Extracted information =>
// Consensus-critical. Changes require spec update + tests.
//! Difficulty target utilities.
//!
//! Lode uses a Bitcoin-style "compact" encoding in `BlockHeader.bits`.
//! This encodes a 256-bit target as: `bits = (exponent << 24) | mantissa`
//! where mantissa is 3 bytes. The target is interpreted as:
//!
//! - exponent = (bits >> 24) as u8
//! - mantissa = bits & 0x007fffff (we reject sign bit)
//!
//! Then: target = mantissa * 2^(8*(exponent-3))
//!
//! This module provides strict, consensus-safe conversions without floats.

use crate::error::ConsensusError;
use num_bigint::BigUint;
use num_traits::Zero;

/// Decode compact `bits` to a full target (`BigUint`).
///
/// Rejects encodings that are negative, overflow-prone, or represent zero.
pub fn bits_to_target(bits: u32) -> Result<BigUint, ConsensusError> {
    let exponent = ((bits >> 24) & 0xff) as u8;
    let mantissa = bits & 0x00ff_ffff;

    // Reject negative targets (sign bit set in mantissa).
    if (bits & 0x0080_0000) != 0 {
        return Err(ConsensusError::InvalidBits);
    }

    if mantissa == 0 {
        return Err(ConsensusError::InvalidTarget);
    }

    let mant = BigUint::from(mantissa as u64);

    // Compute: mantissa * 2^(8*(exponent-3))
    let target = if exponent <= 3 {
        // Right shift when exponent < 3
        let shift = 8u32 * (3u32 - exponent as u32);
        mant >> shift
    } else {
        let shift = 8u32 * (exponent as u32 - 3u32);
        mant << shift
    };

    if target.is_zero() {
        return Err(ConsensusError::InvalidTarget);
    }

    Ok(target)
}

/// Encode a target (`BigUint`) into compact `bits`.
///
/// The encoding is normalized to match Bitcoin-style compact behavior.
pub fn target_to_bits(target: &BigUint) -> Result<u32, ConsensusError> {
    if target.is_zero() {
        return Err(ConsensusError::InvalidTarget);
    }

    // Big-endian bytes without leading zeros.
    let mut bytes = target.to_bytes_be();
    // exponent is number of bytes.
    let mut exponent = bytes.len() as u32;

    // Mantissa is first 3 bytes of the target (or padded).
    let mut mantissa: u32;

    if bytes.len() >= 3 {
        mantissa = ((bytes[0] as u32) << 16) | ((bytes[1] as u32) << 8) | (bytes[2] as u32);
    } else {
        // Pad to 3 bytes.
        while bytes.len() < 3 {
            bytes.push(0);
        }
        mantissa = ((bytes[0] as u32) << 16) | ((bytes[1] as u32) << 8) | (bytes[2] as u32);
    }

    // If mantissa's highest bit is set, shift it right by 8 and increase exponent.
    if (mantissa & 0x0080_0000) != 0 {
        mantissa >>= 8;
        exponent = exponent.checked_add(1).ok_or(ConsensusError::InvalidBits)?;
    }

    // Compose bits (no sign bit, mantissa is 23 bits).
    mantissa &= 0x00ff_ffff;
    if mantissa == 0 {
        return Err(ConsensusError::InvalidBits);
    }

    if exponent > 255 {
        return Err(ConsensusError::InvalidBits);
    }

    Ok((exponent << 24) | mantissa)
}

/// Compare a 32-byte hash value (big-endian) with a target.
/// Returns `true` if `hash <= target`.
pub fn hash_meets_target(hash_be: &[u8; 32], target: &BigUint) -> bool {
    let h = BigUint::from_bytes_be(hash_be);
    h <= *target
}

/// Strict comparison used by the Hive rules: `hash < target`.
pub fn hash_below_target(hash_be: &[u8; 32], target: &BigUint) -> bool {
    let h = BigUint::from_bytes_be(hash_be);
    h < *target
}

#[cfg(test)]
mod tests {
    use super::*;
    use crate::error::ConsensusError;

    #[test]
    fn rejects_zero_or_negative_targets() {
        assert!(matches!(
            bits_to_target(0),
            Err(ConsensusError::InvalidTarget)
        ));

        // Sign bit set in mantissa -> invalid bits.
        let sign_bit = 0x2080_0000u32;
        assert!(matches!(
            bits_to_target(sign_bit),
            Err(ConsensusError::InvalidBits)
        ));
    }

    #[test]
    fn roundtrip_bits_target() {
        // Use a canonical compact form (Bitcoin mainnet-style easiest target).
        let bits = 0x1d00_ffffu32;
        let target = bits_to_target(bits).expect("decode");
        let encoded = target_to_bits(&target).expect("encode");
        assert_eq!(encoded, bits);
        let decoded = bits_to_target(encoded).expect("decode again");
        assert_eq!(decoded, target);
    }

    #[test]
    fn meets_versus_below_at_boundary() {
        let bits = 0x2100_0100u32;
        let target = bits_to_target(bits).expect("decode");

        // Hash exactly equal to the target: meets (PoW) but not below (Hive).
        let mut exact = [0u8; 32];
        let be = target.to_bytes_be();
        exact[32 - be.len()..].copy_from_slice(&be);
        assert!(hash_meets_target(&exact, &target));
        assert!(!hash_below_target(&exact, &target));

        assert!(hash_below_target(&[0u8; 32], &target));
        assert!(!hash_meets_target(&[0xff; 32], &target));
    }
}
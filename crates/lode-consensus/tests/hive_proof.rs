//! End-to-end Hive proof validation against a synthetic chain.

use std::collections::HashMap;

use k256::ecdsa::SigningKey;
use k256::elliptic_curve::rand_core::OsRng;
use lode_consensus::{
    bits_to_target, check_hive_proof, deterministic_rand_string, dwarf_hash, hash_below_target,
    hive_message_hash, network_hive_info, sign_compact, BlockReader, Coin, ConsensusError,
    HeaderInfo, HeaderSource, HiveProof, UtxoView,
};
use lode_core::{
    block_merkle_root, key_id_from_pubkey, txid, Amount, Block, BlockHeader, ConsensusParams,
    Hash32, KeyId, OutPoint, Script, Transaction, TxIn, TxOut, PROTOCOL_VERSION,
};

struct FakeChain {
    headers: HashMap<Hash32, HeaderInfo>,
    blocks: HashMap<Hash32, Block>,
    utxos: HashMap<OutPoint, Coin>,
    tip: Hash32,
}

impl HeaderSource for FakeChain {
    fn header(&self, hash: &Hash32) -> Option<HeaderInfo> {
        self.headers.get(hash).copied()
    }
}

impl BlockReader for FakeChain {
    fn block(&self, hash: &Hash32) -> Option<Block> {
        self.blocks.get(hash).cloned()
    }
}

impl UtxoView for FakeChain {
    fn coin(&self, out: &OutPoint) -> Option<Coin> {
        self.utxos.get(out).cloned()
    }
}

fn hash_for(height: u64) -> Hash32 {
    let mut bytes = [0u8; 32];
    bytes[..8].copy_from_slice(&height.to_le_bytes());
    bytes[31] = 0x55;
    Hash32(bytes)
}

/// A chain of PoW blocks plus one confirmed DCT, and everything needed to
/// build a Hive block on top of it.
struct Fixture {
    params: ConsensusParams,
    chain: FakeChain,
    key: SigningKey,
    reward_key: KeyId,
    dct_tx: Transaction,
    dct_txid: Hash32,
    dct_height: u64,
    det_rand: String,
}

const CHAIN_LEN: u64 = 12;
const DCT_HEIGHT: u64 = 6;
const DCT_VALUE: u64 = 50_000_000; // 5000 dwarves at regtest cost

fn fixture() -> Fixture {
    let params = ConsensusParams::regtest();
    let key = SigningKey::random(&mut OsRng);
    let reward_key = key_id_from_pubkey(&key.verifying_key().to_sec1_bytes());

    let dct_tx = Transaction {
        version: PROTOCOL_VERSION,
        inputs: vec![TxIn {
            prevout: OutPoint {
                txid: Hash32([0xee; 32]),
                vout: 0,
            },
            script_sig: Script::new(),
            sequence: u32::MAX,
            witness: vec![],
        }],
        outputs: vec![TxOut {
            value: Amount::from_atoms(DCT_VALUE),
            script_pubkey: Script::dct(&params.dwarf_creation_script(), &reward_key),
        }],
        lock_time: 0,
    };
    let dct_txid = txid(&dct_tx).expect("dct txid");

    let mut headers = HashMap::new();
    let mut blocks = HashMap::new();
    let mut prev = Hash32::zero();
    let mut tip = Hash32::zero();
    for height in 0..CHAIN_LEN {
        let hash = hash_for(height);
        headers.insert(
            hash,
            HeaderInfo {
                hash,
                prev,
                height,
                time: 1_000 + height,
                bits: params.pow_limit_bits,
                nonce: 1,
            },
        );
        // Store the DCT's confirming block for the deep-drill path.
        let txs = if height == DCT_HEIGHT {
            vec![coinbase_for(height, &reward_key, &params), dct_tx.clone()]
        } else {
            vec![coinbase_for(height, &reward_key, &params)]
        };
        blocks.insert(
            hash,
            Block {
                header: BlockHeader {
                    version: PROTOCOL_VERSION,
                    prev,
                    merkle_root: Hash32::zero(),
                    time: 1_000 + height,
                    bits: params.pow_limit_bits,
                    nonce: 1,
                },
                txs,
            },
        );
        prev = hash;
        tip = hash;
    }

    let mut utxos = HashMap::new();
    utxos.insert(
        OutPoint {
            txid: dct_txid,
            vout: 0,
        },
        Coin {
            value: Amount::from_atoms(DCT_VALUE),
            script_pubkey: dct_tx.outputs[0].script_pubkey.clone(),
            height: DCT_HEIGHT,
        },
    );

    let chain = FakeChain {
        headers,
        blocks,
        utxos,
        tip,
    };
    let prev_info = chain.header(&tip).expect("tip header");
    let det_rand = deterministic_rand_string(&prev_info);

    Fixture {
        params,
        chain,
        key,
        reward_key,
        dct_tx,
        dct_txid,
        dct_height: DCT_HEIGHT,
        det_rand,
    }
}

fn coinbase_for(height: u64, reward: &KeyId, _params: &ConsensusParams) -> Transaction {
    Transaction {
        version: PROTOCOL_VERSION,
        inputs: vec![TxIn::coinbase(
            Script::new().push_int(height as i64).push_int(0),
        )],
        outputs: vec![TxOut {
            value: Amount::from_atoms(5),
            script_pubkey: Script::p2pkh(reward),
        }],
        lock_time: 0,
    }
}

impl Fixture {
    /// Find a dwarf index in `range` whose hash beats the easy regtest target.
    fn winning_nonce(&self, range: std::ops::Range<u32>) -> u32 {
        let target = bits_to_target(self.params.pow_limit_hive_bits).expect("target");
        let txid_hex = self.dct_txid.to_string();
        range
            .clone()
            .find(|i| hash_below_target(dwarf_hash(&self.det_rand, &txid_hex, *i).as_bytes(), &target))
            .expect("some dwarf in range must beat the easy target")
    }

    fn proof(&self, nonce: u32, claimed_height: u32) -> HiveProof {
        let sig = sign_compact(&self.key, &hive_message_hash(&self.det_rand)).expect("sign");
        HiveProof::new(nonce, claimed_height, false, &self.dct_txid, sig)
    }

    fn hive_block(&self, proof: &HiveProof) -> Block {
        let coinbase = Transaction {
            version: PROTOCOL_VERSION,
            inputs: vec![TxIn::coinbase(
                Script::new().push_int(CHAIN_LEN as i64).push_int(0),
            )],
            outputs: vec![
                TxOut {
                    value: Amount::zero(),
                    script_pubkey: proof.encode().expect("encode proof"),
                },
                TxOut {
                    value: self.params.hive_subsidy,
                    script_pubkey: Script::p2pkh(&self.reward_key),
                },
            ],
            lock_time: 0,
        };
        let mut block = Block {
            header: BlockHeader {
                version: PROTOCOL_VERSION,
                prev: self.chain.tip,
                merkle_root: Hash32::zero(),
                time: 1_000 + CHAIN_LEN,
                bits: self.params.pow_limit_hive_bits,
                nonce: self.params.hive_nonce_marker,
            },
            txs: vec![coinbase],
        };
        block.header.merkle_root = block_merkle_root(&block).expect("merkle");
        block
    }
}

fn reason(err: ConsensusError) -> &'static str {
    match err {
        ConsensusError::HiveProof(msg) => msg,
        other => panic!("expected hive proof rejection, got {other:?}"),
    }
}

#[test]
fn honest_proof_is_accepted() {
    let fx = fixture();
    let nonce = fx.winning_nonce(0..5000);
    let block = fx.hive_block(&fx.proof(nonce, fx.dct_height as u32));

    check_hive_proof(&block, &fx.chain, &fx.chain, &fx.chain, &fx.params).expect("proof accepted");
}

#[test]
fn deep_drill_resolves_spent_dct() {
    let fx = fixture();
    let nonce = fx.winning_nonce(0..5000);
    let block = fx.hive_block(&fx.proof(nonce, fx.dct_height as u32));

    // Drop the coin from the UTXO view: the validator must fall back to the
    // block database using the claimed height.
    let mut chain = fx.chain;
    chain.utxos.clear();
    check_hive_proof(&block, &chain, &chain, &chain, &fx.params).expect("deep drill accepted");
}

#[test]
fn nonce_beyond_dwarf_count_rejected() {
    let fx = fixture();
    let count = (DCT_VALUE / fx.params.dwarf_cost.atoms()) as u32;
    let nonce = fx.winning_nonce(count..count + 5000);
    let block = fx.hive_block(&fx.proof(nonce, fx.dct_height as u32));

    let err = check_hive_proof(&block, &fx.chain, &fx.chain, &fx.chain, &fx.params).unwrap_err();
    assert_eq!(
        reason(err),
        "DCT did not create enough dwarves for claimed nonce"
    );
}

#[test]
fn claimed_height_mismatch_rejected() {
    let fx = fixture();
    let nonce = fx.winning_nonce(0..5000);
    let block = fx.hive_block(&fx.proof(nonce, fx.dct_height as u32 + 1));

    let err = check_hive_proof(&block, &fx.chain, &fx.chain, &fx.chain, &fx.params).unwrap_err();
    assert_eq!(reason(err), "claimed DCT height conflicts with found height");
}

#[test]
fn immature_dct_rejected() {
    let mut fx = fixture();
    let nonce = fx.winning_nonce(0..5000);

    // Re-confirm the DCT right below the tip: depth < gestation.
    let late_height = CHAIN_LEN - 1;
    let out = OutPoint {
        txid: fx.dct_txid,
        vout: 0,
    };
    fx.chain.utxos.get_mut(&out).expect("coin").height = late_height;
    let block = fx.hive_block(&fx.proof(nonce, late_height as u32));

    let err = check_hive_proof(&block, &fx.chain, &fx.chain, &fx.chain, &fx.params).unwrap_err();
    assert_eq!(reason(err), "indicated DCT is immature");
}

#[test]
fn foreign_signature_rejected() {
    let fx = fixture();
    let nonce = fx.winning_nonce(0..5000);

    let stranger = SigningKey::random(&mut OsRng);
    let sig = sign_compact(&stranger, &hive_message_hash(&fx.det_rand)).expect("sign");
    let proof = HiveProof::new(nonce, fx.dct_height as u32, false, &fx.dct_txid, sig);
    let block = fx.hive_block(&proof);

    let err = check_hive_proof(&block, &fx.chain, &fx.chain, &fx.chain, &fx.params).unwrap_err();
    assert_eq!(reason(err), "signature mismatch");
}

#[test]
fn hive_block_with_dct_rejected() {
    let fx = fixture();
    let nonce = fx.winning_nonce(0..5000);
    let mut block = fx.hive_block(&fx.proof(nonce, fx.dct_height as u32));
    block.txs.push(fx.dct_tx.clone());

    let err = check_hive_proof(&block, &fx.chain, &fx.chain, &fx.chain, &fx.params).unwrap_err();
    assert_eq!(reason(err), "hive block contains DCTs");
}

#[test]
fn slow_start_blocks_hive_blocks() {
    let fx = fixture();
    let nonce = fx.winning_nonce(0..5000);
    let block = fx.hive_block(&fx.proof(nonce, fx.dct_height as u32));

    let strict = ConsensusParams {
        slow_start_blocks: 1_000,
        ..fx.params.clone()
    };
    let err = check_hive_proof(&block, &fx.chain, &fx.chain, &fx.chain, &strict).unwrap_err();
    assert_eq!(reason(err), "slow start has not finished");
}

#[test]
fn network_info_counts_the_confirmed_dct() {
    let fx = fixture();
    let info = network_hive_info(&fx.chain, &fx.chain, &fx.chain.tip, &fx.params)
        .expect("hive info");

    // The fixture's one DCT matured five blocks ago.
    assert_eq!(info.mature_dcts, 1);
    assert_eq!(
        info.mature_dwarves,
        DCT_VALUE / fx.params.dwarf_cost.atoms()
    );
    assert_eq!(info.immature_dcts, 0);
    assert!(info.potential_lifespan_rewards.atoms() > 0);
}

#[test]
fn consecutive_hive_cap_enforced() {
    let mut fx = fixture();
    let nonce = fx.winning_nonce(0..5000);

    // Mark the top `max_consecutive_hive_blocks` headers as Hive-mined.
    let marker = fx.params.hive_nonce_marker;
    let mut cursor = fx.chain.tip;
    for _ in 0..fx.params.max_consecutive_hive_blocks {
        let info = fx.chain.headers.get_mut(&cursor).expect("header");
        info.nonce = marker;
        cursor = info.prev;
    }
    let block = fx.hive_block(&fx.proof(nonce, fx.dct_height as u32));

    let err = check_hive_proof(&block, &fx.chain, &fx.chain, &fx.chain, &fx.params).unwrap_err();
    assert_eq!(reason(err), "too many hive blocks without a pow block");
}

Exercise aim =>
Could you find each line in the entries that contains the string "outputs" and copy it?

Answer to this task =>
        outputs: vec![TxOut {
            script_pubkey: dct_tx.outputs[0].script_pubkey.clone(),
        outputs: vec![TxOut {
            outputs: vec![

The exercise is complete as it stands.